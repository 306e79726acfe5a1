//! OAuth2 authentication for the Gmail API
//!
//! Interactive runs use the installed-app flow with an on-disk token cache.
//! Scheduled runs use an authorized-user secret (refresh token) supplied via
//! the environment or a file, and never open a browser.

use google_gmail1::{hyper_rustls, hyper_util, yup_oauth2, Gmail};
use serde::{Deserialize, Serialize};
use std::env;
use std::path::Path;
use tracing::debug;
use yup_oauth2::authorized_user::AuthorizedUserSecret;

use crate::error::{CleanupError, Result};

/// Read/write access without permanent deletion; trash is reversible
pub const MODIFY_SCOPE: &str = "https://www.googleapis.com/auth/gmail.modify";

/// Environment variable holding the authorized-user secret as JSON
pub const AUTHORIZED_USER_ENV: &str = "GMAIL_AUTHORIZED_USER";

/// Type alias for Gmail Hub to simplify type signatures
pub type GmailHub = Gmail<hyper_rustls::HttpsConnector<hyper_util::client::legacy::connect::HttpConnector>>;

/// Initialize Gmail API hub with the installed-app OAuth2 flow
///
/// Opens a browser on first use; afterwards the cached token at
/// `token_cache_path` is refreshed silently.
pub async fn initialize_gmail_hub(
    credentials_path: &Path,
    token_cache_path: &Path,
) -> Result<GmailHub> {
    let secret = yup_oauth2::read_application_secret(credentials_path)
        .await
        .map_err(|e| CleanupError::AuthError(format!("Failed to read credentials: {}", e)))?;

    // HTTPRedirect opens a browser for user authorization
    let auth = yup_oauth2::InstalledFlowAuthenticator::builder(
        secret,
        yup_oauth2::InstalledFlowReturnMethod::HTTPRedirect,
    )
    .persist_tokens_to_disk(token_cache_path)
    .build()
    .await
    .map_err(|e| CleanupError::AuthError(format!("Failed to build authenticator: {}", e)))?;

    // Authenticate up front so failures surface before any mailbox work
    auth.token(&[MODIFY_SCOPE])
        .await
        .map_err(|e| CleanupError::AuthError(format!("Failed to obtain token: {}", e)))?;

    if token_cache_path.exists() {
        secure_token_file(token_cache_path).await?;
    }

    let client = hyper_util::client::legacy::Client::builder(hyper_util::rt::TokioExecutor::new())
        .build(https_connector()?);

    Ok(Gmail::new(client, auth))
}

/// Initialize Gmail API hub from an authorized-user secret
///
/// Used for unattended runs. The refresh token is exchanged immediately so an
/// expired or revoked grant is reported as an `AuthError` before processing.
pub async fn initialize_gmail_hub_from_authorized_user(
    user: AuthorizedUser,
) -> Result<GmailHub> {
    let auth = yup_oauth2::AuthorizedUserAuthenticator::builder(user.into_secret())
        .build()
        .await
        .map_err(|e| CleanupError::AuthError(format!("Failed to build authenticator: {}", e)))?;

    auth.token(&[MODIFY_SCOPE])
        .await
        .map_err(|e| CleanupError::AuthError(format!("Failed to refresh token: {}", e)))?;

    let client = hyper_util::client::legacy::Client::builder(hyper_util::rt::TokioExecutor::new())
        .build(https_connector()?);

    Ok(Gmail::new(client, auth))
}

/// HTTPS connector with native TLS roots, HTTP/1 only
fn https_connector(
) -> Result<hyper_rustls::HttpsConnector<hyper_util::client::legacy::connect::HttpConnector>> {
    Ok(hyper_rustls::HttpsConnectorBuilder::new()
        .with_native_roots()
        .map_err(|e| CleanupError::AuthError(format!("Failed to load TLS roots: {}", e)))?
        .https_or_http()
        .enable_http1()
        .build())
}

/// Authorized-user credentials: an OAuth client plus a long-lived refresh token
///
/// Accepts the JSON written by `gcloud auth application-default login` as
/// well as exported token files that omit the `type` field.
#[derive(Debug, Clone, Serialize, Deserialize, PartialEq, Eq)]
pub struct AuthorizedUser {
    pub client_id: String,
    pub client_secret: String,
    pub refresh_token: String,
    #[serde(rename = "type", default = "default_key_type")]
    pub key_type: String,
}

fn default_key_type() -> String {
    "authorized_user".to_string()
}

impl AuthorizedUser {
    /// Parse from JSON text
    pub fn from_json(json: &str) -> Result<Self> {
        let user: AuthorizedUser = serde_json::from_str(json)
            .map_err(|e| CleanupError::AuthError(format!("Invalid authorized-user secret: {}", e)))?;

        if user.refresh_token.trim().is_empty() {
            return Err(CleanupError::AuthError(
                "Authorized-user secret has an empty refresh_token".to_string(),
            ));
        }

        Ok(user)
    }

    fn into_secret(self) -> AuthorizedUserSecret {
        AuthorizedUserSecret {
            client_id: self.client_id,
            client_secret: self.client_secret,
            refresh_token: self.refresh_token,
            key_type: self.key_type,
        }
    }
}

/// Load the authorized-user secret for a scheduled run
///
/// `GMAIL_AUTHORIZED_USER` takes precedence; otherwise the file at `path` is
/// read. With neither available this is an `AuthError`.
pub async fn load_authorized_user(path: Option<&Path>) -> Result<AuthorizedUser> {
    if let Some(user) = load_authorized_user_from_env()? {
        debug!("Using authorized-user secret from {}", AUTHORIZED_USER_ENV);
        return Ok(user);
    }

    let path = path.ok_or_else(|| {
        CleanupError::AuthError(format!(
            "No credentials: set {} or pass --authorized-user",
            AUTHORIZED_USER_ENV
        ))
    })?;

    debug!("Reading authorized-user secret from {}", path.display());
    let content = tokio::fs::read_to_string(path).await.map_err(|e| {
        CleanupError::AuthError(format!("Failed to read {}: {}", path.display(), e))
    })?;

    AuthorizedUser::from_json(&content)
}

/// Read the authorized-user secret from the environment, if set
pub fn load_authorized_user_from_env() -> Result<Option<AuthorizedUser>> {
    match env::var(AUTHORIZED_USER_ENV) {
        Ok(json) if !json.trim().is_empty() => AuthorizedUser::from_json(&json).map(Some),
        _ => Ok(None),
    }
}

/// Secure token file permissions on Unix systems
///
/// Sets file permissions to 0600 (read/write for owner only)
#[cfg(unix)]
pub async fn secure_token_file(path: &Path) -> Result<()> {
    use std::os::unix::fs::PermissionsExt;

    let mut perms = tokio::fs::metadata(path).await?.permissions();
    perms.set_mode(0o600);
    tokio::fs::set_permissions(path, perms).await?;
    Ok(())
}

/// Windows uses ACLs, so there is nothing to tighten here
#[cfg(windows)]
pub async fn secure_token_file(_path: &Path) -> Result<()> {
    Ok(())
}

-.-.-

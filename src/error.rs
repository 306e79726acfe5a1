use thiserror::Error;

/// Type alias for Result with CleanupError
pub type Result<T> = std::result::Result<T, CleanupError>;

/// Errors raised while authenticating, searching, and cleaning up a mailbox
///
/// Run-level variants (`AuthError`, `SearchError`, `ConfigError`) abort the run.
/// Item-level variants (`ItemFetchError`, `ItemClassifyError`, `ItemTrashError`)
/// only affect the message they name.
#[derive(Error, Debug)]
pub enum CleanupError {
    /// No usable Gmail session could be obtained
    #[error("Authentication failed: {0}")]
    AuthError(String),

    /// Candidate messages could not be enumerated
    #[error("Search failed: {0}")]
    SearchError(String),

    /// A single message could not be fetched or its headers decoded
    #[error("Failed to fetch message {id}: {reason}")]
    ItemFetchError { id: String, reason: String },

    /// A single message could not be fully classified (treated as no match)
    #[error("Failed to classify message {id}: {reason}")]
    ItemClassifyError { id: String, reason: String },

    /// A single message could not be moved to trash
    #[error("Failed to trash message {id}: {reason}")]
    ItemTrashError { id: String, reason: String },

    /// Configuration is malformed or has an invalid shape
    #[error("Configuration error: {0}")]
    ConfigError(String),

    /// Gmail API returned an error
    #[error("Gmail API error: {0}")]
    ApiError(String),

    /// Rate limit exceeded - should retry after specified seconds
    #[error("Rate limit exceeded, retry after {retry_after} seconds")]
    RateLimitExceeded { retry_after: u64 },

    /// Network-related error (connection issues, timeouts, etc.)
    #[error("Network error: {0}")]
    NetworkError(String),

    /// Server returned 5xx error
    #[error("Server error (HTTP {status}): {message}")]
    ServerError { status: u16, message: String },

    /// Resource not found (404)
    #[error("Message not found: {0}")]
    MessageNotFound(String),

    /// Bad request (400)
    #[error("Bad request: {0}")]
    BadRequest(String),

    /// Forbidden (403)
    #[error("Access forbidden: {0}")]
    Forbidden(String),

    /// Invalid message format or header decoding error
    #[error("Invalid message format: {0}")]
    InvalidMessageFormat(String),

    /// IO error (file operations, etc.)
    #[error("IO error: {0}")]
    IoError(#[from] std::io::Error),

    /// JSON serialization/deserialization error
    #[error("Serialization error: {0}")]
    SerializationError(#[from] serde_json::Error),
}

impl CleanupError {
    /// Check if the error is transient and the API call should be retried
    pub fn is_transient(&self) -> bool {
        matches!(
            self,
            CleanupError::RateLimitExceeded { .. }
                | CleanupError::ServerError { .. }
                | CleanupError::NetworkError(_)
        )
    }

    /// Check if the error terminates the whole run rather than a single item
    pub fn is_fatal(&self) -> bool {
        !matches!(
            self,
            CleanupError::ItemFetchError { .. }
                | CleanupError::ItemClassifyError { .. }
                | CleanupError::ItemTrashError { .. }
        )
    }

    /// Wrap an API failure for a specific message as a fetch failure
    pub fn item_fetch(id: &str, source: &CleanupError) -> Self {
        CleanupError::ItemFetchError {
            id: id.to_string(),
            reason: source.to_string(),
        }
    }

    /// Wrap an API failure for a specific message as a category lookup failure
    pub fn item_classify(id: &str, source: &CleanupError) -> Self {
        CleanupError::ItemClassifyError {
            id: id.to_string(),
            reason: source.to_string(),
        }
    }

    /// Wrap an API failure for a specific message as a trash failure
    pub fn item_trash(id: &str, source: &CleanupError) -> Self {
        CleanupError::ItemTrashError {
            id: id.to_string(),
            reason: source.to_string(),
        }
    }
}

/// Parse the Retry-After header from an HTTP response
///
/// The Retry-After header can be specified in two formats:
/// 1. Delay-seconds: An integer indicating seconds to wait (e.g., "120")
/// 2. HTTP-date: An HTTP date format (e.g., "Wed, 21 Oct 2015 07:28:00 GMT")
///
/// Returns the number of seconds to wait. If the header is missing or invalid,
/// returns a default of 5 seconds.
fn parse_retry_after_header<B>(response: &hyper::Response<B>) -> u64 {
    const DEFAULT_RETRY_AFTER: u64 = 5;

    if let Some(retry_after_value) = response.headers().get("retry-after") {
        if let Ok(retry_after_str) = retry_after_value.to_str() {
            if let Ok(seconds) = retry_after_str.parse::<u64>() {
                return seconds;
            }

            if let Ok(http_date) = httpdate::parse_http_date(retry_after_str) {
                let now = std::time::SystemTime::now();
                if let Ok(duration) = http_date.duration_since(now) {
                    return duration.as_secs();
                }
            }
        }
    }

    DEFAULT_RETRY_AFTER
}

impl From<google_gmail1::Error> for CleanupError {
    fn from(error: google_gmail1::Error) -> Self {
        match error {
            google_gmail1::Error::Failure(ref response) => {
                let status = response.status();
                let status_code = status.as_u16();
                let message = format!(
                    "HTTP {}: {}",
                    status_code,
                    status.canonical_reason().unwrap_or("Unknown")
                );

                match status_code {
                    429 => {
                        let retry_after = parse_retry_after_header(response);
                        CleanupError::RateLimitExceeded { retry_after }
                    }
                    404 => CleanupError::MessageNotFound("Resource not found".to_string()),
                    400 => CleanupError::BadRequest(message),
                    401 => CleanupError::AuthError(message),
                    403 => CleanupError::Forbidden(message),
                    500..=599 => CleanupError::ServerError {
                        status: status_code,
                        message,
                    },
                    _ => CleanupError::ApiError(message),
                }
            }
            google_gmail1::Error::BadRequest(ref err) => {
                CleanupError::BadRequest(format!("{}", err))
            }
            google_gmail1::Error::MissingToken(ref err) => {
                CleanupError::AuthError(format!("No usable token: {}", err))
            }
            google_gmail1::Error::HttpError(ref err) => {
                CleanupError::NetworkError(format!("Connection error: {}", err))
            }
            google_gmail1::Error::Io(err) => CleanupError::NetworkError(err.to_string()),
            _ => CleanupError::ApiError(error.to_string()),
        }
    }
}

-.-.-

Check each line above for the string "async" and copy those that have it.

*TASK ANSWER:*
pub async fn initialize_gmail_hub(
pub async fn initialize_gmail_hub_from_authorized_user(
pub async fn load_authorized_user(path: Option<&Path>) -> Result<AuthorizedUser> {
pub async fn secure_token_file(path: &Path) -> Result<()> {
pub async fn secure_token_file(_path: &Path) -> Result<()> {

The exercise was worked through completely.